__Instructions for the task__:
Filter the records below for the word "DbPool". Copy each line that holds it.

__Exercise input__:
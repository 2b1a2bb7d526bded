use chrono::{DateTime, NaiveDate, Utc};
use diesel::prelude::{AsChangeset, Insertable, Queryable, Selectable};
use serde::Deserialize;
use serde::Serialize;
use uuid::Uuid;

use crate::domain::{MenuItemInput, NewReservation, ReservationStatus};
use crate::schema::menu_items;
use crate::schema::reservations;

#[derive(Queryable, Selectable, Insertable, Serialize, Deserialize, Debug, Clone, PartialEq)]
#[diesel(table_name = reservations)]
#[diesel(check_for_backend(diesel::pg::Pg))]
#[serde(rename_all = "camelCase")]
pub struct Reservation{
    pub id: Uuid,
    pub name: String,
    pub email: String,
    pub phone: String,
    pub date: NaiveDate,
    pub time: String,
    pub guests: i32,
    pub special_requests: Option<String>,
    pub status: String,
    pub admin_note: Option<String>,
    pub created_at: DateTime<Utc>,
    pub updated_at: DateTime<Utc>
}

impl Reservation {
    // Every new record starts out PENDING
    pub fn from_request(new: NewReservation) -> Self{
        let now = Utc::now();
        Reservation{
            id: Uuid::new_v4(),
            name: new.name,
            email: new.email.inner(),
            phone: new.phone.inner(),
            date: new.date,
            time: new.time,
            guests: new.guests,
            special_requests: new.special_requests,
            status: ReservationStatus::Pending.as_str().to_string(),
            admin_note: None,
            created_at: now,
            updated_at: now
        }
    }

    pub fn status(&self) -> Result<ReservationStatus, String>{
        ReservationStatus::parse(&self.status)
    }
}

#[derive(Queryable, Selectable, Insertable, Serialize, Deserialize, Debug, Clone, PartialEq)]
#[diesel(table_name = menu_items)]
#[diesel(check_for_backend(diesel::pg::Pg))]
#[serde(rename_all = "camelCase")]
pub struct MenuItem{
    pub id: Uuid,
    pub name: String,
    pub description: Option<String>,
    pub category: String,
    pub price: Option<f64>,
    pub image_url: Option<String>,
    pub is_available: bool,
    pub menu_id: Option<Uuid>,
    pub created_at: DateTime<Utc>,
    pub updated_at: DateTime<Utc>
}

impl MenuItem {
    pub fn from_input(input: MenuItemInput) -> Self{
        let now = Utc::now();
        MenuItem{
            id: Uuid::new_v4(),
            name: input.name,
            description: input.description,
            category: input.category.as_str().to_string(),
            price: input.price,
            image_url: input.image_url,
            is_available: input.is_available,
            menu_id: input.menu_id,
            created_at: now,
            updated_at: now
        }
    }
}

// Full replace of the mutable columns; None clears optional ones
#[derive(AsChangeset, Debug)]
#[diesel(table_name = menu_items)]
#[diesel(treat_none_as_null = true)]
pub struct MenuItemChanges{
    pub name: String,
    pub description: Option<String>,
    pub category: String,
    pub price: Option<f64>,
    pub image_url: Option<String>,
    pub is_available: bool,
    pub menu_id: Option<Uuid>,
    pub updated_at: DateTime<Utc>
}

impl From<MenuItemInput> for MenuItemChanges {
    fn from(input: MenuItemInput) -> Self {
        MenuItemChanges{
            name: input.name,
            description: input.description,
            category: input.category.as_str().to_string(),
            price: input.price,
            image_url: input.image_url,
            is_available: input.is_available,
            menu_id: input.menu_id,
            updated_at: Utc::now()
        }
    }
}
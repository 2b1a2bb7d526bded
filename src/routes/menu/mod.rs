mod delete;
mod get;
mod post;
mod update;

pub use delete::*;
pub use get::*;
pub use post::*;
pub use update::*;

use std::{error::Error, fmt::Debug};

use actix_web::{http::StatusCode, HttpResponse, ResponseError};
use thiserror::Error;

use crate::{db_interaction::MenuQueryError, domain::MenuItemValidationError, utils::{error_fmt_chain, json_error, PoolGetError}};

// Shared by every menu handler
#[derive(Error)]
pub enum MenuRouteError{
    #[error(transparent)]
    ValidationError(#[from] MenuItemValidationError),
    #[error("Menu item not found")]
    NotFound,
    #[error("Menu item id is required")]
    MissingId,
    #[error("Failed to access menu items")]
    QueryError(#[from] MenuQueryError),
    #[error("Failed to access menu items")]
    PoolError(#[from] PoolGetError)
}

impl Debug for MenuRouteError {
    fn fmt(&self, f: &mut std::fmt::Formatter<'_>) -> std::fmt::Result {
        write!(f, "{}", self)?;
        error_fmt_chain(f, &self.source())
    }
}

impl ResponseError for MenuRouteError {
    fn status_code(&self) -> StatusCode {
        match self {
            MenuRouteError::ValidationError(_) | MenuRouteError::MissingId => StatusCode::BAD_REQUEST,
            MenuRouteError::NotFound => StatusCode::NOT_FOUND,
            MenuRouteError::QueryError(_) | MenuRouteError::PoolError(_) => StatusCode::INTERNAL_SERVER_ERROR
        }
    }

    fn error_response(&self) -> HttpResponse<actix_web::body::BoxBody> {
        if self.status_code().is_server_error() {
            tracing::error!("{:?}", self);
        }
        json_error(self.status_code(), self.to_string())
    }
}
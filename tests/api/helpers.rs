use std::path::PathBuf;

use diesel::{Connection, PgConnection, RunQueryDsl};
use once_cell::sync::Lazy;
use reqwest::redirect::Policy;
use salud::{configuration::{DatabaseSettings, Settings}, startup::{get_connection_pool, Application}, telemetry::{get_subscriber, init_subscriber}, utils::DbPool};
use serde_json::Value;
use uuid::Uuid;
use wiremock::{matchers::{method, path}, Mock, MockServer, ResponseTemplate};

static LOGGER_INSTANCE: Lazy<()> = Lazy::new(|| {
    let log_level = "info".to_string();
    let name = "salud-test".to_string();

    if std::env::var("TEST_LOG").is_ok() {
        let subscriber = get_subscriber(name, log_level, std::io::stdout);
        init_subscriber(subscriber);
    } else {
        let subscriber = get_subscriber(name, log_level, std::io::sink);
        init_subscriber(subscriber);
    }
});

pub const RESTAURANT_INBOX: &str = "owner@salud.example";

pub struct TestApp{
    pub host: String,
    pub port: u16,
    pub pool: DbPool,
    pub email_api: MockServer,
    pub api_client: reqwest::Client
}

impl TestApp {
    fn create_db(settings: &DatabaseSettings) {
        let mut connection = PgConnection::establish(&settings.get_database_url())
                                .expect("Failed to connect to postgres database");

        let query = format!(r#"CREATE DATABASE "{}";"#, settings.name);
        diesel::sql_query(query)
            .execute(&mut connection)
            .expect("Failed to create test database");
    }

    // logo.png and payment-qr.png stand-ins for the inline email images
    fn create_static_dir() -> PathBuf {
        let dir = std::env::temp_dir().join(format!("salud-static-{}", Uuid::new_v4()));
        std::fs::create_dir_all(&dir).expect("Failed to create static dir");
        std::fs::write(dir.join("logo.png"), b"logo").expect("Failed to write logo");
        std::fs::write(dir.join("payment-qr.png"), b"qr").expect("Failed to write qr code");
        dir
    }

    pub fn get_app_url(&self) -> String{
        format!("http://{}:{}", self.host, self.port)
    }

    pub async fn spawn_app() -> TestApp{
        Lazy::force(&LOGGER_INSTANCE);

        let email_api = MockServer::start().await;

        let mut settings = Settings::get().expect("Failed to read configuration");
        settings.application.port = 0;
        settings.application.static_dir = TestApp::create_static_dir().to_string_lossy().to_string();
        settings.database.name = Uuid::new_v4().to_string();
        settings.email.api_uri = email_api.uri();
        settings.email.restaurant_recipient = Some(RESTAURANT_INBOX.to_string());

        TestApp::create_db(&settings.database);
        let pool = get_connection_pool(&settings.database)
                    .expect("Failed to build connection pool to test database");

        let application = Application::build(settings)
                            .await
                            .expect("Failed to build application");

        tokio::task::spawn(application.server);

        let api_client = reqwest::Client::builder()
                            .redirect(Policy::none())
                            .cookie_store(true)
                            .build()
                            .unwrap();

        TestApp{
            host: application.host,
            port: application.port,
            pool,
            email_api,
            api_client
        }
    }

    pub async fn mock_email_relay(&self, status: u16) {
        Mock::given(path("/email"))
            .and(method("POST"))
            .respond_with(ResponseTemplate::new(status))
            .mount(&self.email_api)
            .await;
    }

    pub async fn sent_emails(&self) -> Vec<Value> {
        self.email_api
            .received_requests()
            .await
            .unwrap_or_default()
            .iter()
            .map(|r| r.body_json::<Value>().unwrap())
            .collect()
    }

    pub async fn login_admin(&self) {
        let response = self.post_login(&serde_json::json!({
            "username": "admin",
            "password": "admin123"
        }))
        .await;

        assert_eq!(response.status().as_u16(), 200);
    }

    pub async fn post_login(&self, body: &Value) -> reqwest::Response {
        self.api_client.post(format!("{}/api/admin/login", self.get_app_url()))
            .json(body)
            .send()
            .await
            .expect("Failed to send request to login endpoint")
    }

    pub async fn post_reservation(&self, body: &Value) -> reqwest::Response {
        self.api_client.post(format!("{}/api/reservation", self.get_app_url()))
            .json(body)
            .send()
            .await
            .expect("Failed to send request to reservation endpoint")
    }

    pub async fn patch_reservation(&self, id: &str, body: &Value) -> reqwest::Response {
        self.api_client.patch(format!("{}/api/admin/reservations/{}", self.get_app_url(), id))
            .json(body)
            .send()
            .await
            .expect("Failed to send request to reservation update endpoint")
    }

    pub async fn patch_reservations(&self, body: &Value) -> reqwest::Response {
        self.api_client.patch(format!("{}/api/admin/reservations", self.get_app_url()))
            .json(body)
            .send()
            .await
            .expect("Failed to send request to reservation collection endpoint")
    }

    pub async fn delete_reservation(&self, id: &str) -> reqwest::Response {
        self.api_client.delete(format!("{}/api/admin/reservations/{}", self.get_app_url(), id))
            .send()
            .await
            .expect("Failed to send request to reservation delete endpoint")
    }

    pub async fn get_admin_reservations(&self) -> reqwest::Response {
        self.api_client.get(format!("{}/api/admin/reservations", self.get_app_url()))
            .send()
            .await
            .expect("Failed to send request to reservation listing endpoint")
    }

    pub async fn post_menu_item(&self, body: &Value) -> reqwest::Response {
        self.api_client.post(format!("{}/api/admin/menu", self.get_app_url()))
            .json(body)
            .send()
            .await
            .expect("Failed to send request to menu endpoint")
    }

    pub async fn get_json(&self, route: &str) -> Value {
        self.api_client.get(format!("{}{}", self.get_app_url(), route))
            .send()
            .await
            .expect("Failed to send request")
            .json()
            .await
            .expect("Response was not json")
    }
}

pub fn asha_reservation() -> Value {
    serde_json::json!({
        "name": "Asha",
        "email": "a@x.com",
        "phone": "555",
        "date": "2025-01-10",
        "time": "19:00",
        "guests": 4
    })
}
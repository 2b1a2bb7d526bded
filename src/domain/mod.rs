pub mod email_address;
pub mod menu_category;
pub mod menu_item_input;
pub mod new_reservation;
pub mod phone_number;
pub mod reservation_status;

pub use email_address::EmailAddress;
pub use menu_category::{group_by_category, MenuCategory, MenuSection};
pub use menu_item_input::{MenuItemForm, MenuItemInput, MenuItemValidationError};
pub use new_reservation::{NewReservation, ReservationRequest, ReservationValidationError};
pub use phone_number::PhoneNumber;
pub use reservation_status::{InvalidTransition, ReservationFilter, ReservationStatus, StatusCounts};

* * *

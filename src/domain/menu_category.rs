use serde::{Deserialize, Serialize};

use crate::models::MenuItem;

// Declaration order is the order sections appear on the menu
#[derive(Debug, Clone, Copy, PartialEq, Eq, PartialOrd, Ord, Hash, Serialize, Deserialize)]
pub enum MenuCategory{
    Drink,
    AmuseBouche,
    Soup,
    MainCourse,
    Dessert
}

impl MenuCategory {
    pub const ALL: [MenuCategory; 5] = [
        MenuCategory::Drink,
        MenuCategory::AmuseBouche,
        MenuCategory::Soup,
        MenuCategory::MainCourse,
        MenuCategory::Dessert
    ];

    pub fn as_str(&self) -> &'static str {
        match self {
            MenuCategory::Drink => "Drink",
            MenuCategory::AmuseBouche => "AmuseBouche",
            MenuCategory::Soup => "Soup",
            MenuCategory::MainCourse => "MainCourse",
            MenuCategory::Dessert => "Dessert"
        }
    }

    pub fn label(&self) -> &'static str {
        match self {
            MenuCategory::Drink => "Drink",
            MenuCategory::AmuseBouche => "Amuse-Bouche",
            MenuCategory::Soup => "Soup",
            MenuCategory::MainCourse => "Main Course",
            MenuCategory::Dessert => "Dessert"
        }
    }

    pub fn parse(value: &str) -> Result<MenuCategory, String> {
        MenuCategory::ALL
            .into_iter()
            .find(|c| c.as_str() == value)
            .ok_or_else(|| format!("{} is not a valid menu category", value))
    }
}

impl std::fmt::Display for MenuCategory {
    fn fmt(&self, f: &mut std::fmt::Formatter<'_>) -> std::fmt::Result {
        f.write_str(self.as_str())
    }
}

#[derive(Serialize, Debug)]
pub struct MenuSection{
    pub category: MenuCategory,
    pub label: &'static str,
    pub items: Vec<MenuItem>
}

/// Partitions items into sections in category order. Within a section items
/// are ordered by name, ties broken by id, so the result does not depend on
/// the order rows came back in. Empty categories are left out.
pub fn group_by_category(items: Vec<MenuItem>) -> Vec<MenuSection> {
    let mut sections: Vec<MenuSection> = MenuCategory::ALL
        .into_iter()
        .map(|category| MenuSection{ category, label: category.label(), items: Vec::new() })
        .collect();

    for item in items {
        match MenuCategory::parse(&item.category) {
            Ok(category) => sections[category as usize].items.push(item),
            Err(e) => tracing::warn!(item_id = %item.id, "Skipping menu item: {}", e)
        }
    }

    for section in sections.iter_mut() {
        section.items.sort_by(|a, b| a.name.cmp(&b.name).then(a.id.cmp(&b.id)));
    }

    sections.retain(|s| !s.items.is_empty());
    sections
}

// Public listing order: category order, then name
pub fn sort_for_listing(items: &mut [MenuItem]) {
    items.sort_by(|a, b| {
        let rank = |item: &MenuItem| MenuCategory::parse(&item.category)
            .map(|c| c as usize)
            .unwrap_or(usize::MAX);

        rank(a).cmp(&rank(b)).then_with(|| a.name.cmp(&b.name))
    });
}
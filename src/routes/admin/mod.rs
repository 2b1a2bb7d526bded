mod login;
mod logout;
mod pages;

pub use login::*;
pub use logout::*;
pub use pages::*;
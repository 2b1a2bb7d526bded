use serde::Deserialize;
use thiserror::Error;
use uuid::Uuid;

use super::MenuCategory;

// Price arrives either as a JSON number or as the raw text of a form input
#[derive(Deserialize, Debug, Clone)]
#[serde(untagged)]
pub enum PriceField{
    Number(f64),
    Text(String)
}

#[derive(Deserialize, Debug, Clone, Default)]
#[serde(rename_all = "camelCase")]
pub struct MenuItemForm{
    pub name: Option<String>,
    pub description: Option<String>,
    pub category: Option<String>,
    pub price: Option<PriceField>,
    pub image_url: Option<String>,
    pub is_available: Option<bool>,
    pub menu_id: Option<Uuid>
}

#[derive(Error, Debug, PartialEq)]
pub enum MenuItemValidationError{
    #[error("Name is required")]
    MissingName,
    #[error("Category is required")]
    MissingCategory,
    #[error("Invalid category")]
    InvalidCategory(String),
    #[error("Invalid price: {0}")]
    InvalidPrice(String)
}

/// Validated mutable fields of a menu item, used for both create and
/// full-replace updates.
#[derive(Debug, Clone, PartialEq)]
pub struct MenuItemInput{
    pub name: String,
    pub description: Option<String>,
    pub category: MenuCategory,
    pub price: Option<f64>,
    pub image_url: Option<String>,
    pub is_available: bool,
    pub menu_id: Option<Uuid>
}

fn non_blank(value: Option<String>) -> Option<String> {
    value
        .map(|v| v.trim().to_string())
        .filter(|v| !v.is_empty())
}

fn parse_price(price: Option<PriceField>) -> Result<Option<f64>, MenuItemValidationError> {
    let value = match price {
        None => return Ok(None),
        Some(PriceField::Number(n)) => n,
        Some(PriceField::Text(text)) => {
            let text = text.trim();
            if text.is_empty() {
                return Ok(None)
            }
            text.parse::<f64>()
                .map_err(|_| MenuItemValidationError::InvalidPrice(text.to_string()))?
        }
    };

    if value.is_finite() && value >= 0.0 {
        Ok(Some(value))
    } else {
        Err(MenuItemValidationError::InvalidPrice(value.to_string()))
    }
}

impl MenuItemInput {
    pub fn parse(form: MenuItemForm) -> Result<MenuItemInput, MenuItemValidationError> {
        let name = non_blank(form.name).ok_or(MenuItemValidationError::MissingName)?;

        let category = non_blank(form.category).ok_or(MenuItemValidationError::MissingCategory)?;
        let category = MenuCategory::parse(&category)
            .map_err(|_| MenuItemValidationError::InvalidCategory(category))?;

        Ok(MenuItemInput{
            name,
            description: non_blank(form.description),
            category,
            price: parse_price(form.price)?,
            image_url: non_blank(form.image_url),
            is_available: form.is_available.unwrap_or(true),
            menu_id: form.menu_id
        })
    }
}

__Answer for this exercise__:
use salud::{configuration::{DatabaseSettings, Settings}, startup::{get_connection_pool, Application}, telemetry::{get_subscriber, init_subscriber}, utils::DbPool};
    pub pool: DbPool,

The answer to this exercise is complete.